• **Stored items**:
──────────────────────────────

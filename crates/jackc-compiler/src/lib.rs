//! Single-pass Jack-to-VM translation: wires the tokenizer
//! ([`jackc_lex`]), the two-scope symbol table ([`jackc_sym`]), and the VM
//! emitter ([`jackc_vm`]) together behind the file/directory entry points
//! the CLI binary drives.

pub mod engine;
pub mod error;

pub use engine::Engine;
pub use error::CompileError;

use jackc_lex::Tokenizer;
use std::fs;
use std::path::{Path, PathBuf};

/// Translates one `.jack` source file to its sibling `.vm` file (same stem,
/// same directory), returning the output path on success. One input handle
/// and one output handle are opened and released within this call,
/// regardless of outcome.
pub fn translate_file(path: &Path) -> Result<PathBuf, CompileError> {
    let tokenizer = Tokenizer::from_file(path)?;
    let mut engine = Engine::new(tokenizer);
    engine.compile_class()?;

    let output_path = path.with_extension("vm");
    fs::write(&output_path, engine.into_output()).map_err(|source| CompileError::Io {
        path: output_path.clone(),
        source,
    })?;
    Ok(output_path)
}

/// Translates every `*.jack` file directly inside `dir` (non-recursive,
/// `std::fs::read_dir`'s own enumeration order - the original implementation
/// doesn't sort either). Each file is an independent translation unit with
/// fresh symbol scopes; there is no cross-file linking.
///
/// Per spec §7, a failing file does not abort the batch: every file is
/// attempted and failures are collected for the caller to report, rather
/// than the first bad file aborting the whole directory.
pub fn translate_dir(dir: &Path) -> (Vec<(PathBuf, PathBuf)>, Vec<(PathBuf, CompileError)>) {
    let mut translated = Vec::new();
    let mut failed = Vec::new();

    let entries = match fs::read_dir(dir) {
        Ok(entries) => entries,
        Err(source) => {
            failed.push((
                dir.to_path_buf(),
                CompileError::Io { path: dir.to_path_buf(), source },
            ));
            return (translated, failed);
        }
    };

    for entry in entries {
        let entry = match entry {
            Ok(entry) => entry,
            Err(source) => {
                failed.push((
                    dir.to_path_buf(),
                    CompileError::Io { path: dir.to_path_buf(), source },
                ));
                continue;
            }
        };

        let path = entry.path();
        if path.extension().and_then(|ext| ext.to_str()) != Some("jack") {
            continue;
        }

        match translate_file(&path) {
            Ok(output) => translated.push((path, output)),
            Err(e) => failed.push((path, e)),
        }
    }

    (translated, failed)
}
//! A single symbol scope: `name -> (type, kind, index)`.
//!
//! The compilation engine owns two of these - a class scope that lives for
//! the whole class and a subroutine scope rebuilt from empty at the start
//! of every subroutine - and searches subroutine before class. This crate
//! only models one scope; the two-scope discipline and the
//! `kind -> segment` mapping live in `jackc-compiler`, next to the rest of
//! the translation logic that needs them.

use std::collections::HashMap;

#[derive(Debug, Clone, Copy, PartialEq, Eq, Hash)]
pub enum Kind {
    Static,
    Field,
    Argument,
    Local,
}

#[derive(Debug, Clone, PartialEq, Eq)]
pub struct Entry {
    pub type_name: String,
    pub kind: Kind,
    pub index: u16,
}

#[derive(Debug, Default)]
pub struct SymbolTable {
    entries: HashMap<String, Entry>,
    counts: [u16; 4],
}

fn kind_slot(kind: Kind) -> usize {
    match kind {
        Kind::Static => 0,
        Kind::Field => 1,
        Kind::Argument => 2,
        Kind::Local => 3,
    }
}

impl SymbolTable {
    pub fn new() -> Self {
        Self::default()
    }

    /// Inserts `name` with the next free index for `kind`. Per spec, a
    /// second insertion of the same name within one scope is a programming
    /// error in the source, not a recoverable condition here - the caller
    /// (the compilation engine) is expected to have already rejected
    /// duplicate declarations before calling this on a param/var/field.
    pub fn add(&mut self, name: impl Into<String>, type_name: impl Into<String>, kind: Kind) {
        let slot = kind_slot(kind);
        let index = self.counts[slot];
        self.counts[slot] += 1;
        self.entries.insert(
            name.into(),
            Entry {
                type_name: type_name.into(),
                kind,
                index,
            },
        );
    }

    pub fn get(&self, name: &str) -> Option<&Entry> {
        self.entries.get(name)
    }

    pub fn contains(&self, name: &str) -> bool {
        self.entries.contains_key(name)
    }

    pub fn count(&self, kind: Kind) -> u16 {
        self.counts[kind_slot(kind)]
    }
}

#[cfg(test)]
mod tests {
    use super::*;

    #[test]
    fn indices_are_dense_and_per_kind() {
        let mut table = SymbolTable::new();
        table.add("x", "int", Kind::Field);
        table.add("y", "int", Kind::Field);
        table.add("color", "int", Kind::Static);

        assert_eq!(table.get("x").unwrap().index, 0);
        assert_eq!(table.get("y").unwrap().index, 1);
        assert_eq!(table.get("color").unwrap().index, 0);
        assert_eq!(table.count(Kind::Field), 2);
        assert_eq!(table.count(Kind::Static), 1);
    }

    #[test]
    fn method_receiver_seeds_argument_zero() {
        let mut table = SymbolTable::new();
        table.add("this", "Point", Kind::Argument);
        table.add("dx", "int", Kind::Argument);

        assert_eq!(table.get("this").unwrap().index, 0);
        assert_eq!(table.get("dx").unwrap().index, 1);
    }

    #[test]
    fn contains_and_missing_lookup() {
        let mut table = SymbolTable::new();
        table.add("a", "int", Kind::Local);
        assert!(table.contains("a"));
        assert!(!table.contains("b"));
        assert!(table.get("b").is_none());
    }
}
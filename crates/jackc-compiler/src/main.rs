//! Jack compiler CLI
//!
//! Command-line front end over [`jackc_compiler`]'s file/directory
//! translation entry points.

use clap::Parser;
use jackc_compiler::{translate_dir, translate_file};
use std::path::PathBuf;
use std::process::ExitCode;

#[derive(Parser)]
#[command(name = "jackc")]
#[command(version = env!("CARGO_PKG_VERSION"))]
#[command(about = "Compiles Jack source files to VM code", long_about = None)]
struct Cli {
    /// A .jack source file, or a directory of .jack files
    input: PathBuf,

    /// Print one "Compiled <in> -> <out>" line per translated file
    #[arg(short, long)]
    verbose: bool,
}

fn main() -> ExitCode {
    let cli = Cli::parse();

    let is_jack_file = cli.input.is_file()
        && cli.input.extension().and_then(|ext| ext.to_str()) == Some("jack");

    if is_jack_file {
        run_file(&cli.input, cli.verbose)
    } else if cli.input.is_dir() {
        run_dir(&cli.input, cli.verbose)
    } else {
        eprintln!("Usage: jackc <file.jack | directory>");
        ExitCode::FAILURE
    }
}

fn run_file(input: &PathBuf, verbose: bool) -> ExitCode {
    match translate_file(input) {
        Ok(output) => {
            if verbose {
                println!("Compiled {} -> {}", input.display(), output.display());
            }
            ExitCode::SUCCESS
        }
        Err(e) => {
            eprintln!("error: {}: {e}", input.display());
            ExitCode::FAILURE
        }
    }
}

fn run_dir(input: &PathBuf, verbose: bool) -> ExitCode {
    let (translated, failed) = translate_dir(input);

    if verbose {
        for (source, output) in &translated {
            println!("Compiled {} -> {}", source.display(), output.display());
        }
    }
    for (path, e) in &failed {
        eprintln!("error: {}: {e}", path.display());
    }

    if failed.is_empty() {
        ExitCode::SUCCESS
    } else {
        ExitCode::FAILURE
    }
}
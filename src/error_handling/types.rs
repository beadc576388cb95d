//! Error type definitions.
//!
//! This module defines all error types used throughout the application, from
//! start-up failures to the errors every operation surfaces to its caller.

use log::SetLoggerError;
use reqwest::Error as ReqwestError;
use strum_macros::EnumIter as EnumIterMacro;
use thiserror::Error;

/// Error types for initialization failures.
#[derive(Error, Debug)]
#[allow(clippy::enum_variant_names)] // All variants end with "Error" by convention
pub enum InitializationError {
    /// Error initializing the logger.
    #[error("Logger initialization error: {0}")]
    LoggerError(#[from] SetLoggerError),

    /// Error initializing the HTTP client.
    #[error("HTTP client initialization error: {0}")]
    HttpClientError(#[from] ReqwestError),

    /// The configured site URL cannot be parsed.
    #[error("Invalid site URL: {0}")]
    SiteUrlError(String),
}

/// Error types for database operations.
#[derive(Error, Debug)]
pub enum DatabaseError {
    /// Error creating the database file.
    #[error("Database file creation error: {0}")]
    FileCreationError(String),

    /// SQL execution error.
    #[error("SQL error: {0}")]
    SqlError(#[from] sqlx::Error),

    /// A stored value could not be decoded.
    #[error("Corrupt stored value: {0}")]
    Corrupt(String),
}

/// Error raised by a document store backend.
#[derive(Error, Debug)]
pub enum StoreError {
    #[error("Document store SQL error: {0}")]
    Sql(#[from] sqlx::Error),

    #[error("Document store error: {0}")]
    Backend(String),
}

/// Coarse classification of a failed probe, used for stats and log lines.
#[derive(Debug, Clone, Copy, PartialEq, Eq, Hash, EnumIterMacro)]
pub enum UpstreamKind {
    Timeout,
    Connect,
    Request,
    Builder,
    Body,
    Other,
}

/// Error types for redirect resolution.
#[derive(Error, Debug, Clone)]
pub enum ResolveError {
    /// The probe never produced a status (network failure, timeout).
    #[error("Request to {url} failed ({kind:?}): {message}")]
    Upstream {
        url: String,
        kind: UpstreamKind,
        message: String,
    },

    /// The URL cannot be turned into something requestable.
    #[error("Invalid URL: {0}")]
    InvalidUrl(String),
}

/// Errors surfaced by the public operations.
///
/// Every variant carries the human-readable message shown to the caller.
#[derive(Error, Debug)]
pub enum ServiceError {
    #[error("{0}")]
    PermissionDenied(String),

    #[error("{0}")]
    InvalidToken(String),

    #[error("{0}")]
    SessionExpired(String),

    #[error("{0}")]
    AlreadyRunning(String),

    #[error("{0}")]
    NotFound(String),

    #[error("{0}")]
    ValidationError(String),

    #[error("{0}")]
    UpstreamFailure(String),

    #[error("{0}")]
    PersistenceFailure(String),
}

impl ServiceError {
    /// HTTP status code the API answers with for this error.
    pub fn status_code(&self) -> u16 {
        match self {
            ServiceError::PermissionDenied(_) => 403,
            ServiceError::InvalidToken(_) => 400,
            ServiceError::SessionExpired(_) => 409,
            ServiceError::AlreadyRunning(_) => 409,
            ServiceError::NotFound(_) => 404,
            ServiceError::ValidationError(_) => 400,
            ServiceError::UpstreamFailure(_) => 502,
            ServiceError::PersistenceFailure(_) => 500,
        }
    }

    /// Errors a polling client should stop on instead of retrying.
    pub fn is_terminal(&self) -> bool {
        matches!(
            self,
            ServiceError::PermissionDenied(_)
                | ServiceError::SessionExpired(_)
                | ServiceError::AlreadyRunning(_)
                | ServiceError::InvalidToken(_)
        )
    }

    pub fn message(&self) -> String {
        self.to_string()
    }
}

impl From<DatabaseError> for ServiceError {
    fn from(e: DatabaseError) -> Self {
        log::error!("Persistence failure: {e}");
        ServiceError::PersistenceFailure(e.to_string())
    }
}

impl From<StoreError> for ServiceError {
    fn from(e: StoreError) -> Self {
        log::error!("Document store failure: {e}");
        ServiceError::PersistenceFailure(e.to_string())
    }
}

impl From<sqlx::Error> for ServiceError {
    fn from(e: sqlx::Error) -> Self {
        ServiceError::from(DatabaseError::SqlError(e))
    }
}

──────────────────────────────

• **HOW TO COMPLETE THIS TASK**: What lines above contain the string "caller"? Copy all of them.

• **RESULT OF THE EXERCISE**:
/// attempted and failures are collected for the caller to report, rather
    /// error in the source, not a recoverable condition here - the caller
//! start-up failures to the errors every operation surfaces to its caller.
/// Every variant carries the human-readable message shown to the caller.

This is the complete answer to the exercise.